A veces me descubro actuando con todo lo bueno de mi madre y mejorándolo. Intentando una versión mejorada de la maternidad, en base a lo que viiví con ella.
Tengo 48 años y soy de esa generación que vivieron en la niñez, la presencia continua de su madre, ese estar constante y continuo.
Esa madre que vivía contigo la cotidianidad completa, nos preparaba el desayuno, nos llevaba al cole, nos recogía y cuando llegábamos a casa, ya estaba hecha la comida.
Esas comidas que no siempre eran lo deseado y que, aun así, tocaba comer, porque si no, lo comía, lo merendaba, o lo cenaba. Disciplina castellana.
En ocasiones, caía alguna colleja, cuando no hacía lo que me pedía o coincidía con un mal día para ella, que, por temporadas, eran muchos. Que, a día de hoy, viendo con perspectiva, no me extraña que estuviera exhausta, deprimida o enfadada, abandonó todo su ser para dedicarlo a la crianza y al hogar en toda la extensión del concepto.
Y con todo esto, y más, lo que adoraba de ella y lo que odiaba, decidí hacer una versión mejorada, intentando convertirme en la madre ideal en base a ella.
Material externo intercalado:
//! Discrete source-energy priors for forward and backward transport
//! (`spec.md` §4.H), confirmed against `original_source/examples/transport/backward.py`'s
//! photo-peak/background split.

use crate::random::Random;
use serde::{Deserialize, Serialize};

/// A discrete emission spectrum: a set of `(energy, intensity)` lines plus
/// the background-fraction split used for backward sampling.
#[derive(Clone, Debug, Serialize, Deserialize)]
pub struct DiscreteSpectrum {
    /// Line energies, MeV, ascending or arbitrary order.
    energies: Vec<f64>,
    /// Normalized cumulative intensities, same length as `energies`, last
    /// entry `1.0`.
    cdf: Vec<f64>,
    /// Fraction of backward draws that land exactly on a source line (the
    /// "photo-peak"); the remainder ("background") are drawn log-uniformly
    /// below the line.
    pub background_fraction: f64,
    /// Lower energy cutoff for the background branch, MeV.
    pub e_min: f64,
}

/// One backward-mode draw: the state's initial (final, detector-side)
/// energy and weight, plus the source-energy target passed on to the
/// transport engine's energy-constraint stop rule.
#[derive(Clone, Copy, Debug)]
pub struct BackwardDraw {
    /// Initial photon energy for the backward trajectory, MeV.
    pub final_energy: f64,
    /// Prior weight correction.
    pub weight: f64,
    /// Source-energy target the engine stops at.
    pub source_energy: f64,
}

impl DiscreteSpectrum {
    /// Builds a spectrum from parallel `energies`/`intensities` arrays.
    /// Intensities need not be normalized; they are divided by their sum.
    #[must_use]
    pub fn new(energies: Vec<f64>, intensities: &[f64], background_fraction: f64, e_min: f64) -> Self {
        debug_assert_eq!(energies.len(), intensities.len());
        debug_assert!(!energies.is_empty());
        let total: f64 = intensities.iter().sum();
        let mut cdf = Vec::with_capacity(intensities.len());
        let mut acc = 0.0;
        for &w in intensities {
            acc += w / total;
            cdf.push(acc);
        }
        *cdf.last_mut().unwrap() = 1.0;
        Self { energies, cdf, background_fraction, e_min }
    }

    fn source_energy(&self, u: f64) -> f64 {
        let idx = match self.cdf.binary_search_by(|probe| probe.partial_cmp(&u).unwrap()) {
            Ok(i) => i,
            Err(i) => i.min(self.cdf.len() - 1),
        };
        self.energies[idx]
    }

    /// Forward mode: draws one source-line energy, intensity-weighted.
    #[must_use]
    pub fn sample_forward(&self, rng: &mut Random) -> f64 {
        self.source_energy(rng.uniform01())
    }

    /// Forward mode, batch variant.
    #[must_use]
    pub fn sample_forward_batch(&self, n: usize, rng: &mut Random) -> Vec<f64> {
        (0..n).map(|_| self.sample_forward(rng)).collect()
    }

    /// Backward mode: draws a source-energy target, then the state's
    /// initial (final) energy and prior weight per the photo-peak/background
    /// split.
    #[must_use]
    pub fn sample_backward(&self, rng: &mut Random) -> BackwardDraw {
        let source_energy = self.source_energy(rng.uniform01());
        let alpha = self.background_fraction;

        if rng.uniform01() < alpha {
            BackwardDraw { final_energy: source_energy, weight: 1.0 / alpha, source_energy }
        } else {
            let ln_range = (source_energy / self.e_min).ln();
            let final_energy = self.e_min * (ln_range * rng.uniform01()).exp();
            let weight = ln_range * final_energy / (1.0 - alpha);
            BackwardDraw { final_energy, weight, source_energy }
        }
    }

    /// Backward mode, batch variant.
    #[must_use]
    pub fn sample_backward_batch(&self, n: usize, rng: &mut Random) -> Vec<BackwardDraw> {
        (0..n).map(|_| self.sample_backward(rng)).collect()
    }
}

#[cfg(test)]
mod tests {
    use super::*;

    fn pb214() -> DiscreteSpectrum {
        DiscreteSpectrum::new(vec![0.242, 0.295, 0.352], &[7.3, 18.4, 35.6], 0.5, 1.0e-2)
    }

    #[test]
    fn forward_samples_are_one_of_the_lines() {
        let spectrum = pb214();
        let mut rng = Random::new(1);
        for _ in 0..1000 {
            let e = spectrum.sample_forward(&mut rng);
            assert!(spectrum.energies.contains(&e));
        }
    }

    #[test]
    fn backward_photopeak_fraction_matches_alpha() {
        let spectrum = pb214();
        let mut rng = Random::new(2);
        let n = 200_000;
        let draws = spectrum.sample_backward_batch(n, &mut rng);
        let photopeaks = draws
            .iter()
            .filter(|d| (d.final_energy - d.source_energy).abs() < 1.0e-12)
            .count();
        let fraction = photopeaks as f64 / n as f64;
        assert!((fraction - 0.5).abs() < 5.0e-3, "fraction={fraction}");
    }

    #[test]
    fn backward_background_energy_stays_between_e_min_and_source() {
        let spectrum = pb214();
        let mut rng = Random::new(3);
        for _ in 0..10_000 {
            let draw = spectrum.sample_backward(&mut rng);
            if (draw.final_energy - draw.source_energy).abs() > 1.0e-12 {
                assert!(draw.final_energy >= spectrum.e_min);
                assert!(draw.final_energy <= draw.source_energy);
                assert!(draw.weight > 0.0);
            }
        }
    }
}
La madre ideal para mi hijo.
Durante largo tiempo, intente que mi hijo tuviera una madre que le llevaba al cole, le recogía, preparaba comidas ricas y caseras, con tiempo dedicado, jugaba con él, con calma y comprensión, sin collejas, ni regaños, haciendo un gran esfuerzo por comprender todos los procesos por los que mi hijo atravesaba, sin juicios, intentando acompañarle sin exigencias en su ritmo de aprendizaje…
Además de esto, unido a mi profesión como psicoterapeuta clínica, lleve un proceso de observación con lupa, de todo aquello que podía resultar síntoma o significado patológico, y redirigir terapéuticamente lo que, a mi parecer, podía ser peligroso bordear o tocar.
En fin, casi enloquezco de tanta exigencia,
Me costó darme cuenta, que era necesario e imprescindible para mi encontrar mi forma única y genuina de ser madre, dejar que mi instinto me llevara por sendas distintas, equivocarme, y alegrarme por los resultados.
Dejar de exigirme quien no soy, y no, no soy una madre que se dedica 24 horas a sus criaturas, soy una mujer que trabaja, y disfruta de su trabajo, soy una mujer amiga, que disfruta y mucho de su tribu, soy una mujer amante que desea y busca encuentros, una mujer hija que cuida de sus padres y madre mayores, que además tengo inquietud por aprender y hacer cosas nuevas y arriesgadas que me sacan de mi zona de confort, que sí, hago la compra, preparo comida rica para mi hijo, y juego con él, cuando puedo, tengo ganas y el cansancio me lo permite.
Adoro a mi hijo, y quiero ser la mejor madre para él, pero no a toda costa, no soy como mi madre, soy otra madre, soy distinta a ella, no puedo mejorarla es imposible y tengo que aceptarlo, no la mejorare jamás, ella fue, o quiero pensar lo que ella quiso ser para mi hermana y para mí.
Yo soy otra madre, genuinamente otra madre.
Es muy significativo el número de mujeres que acuden a consulta, que son madres, y llegan exhaustas, rotas tras la maternidad, el parto, el puerperio, todos los duelos del mundo que se funden en su parto, junto al parto de cuando fueron paridas, la recolocación de la pareja, si la hay, la recolocación de la madre, su dedicación a su criatura, la incorporación laboral, y tantas y tantas cosas más.
Y, aun así, con todo esto, cuando llegan a una sesión terapéutica, angustiadas porque no son plenamente felices, y exigiéndose serlo, me plantean, es normal lo que me pasa?
Querida mía, más que normal y habitual, aunque muy silenciado en ocasiones.
Es un viaje precioso el de acompañar como terapeuta.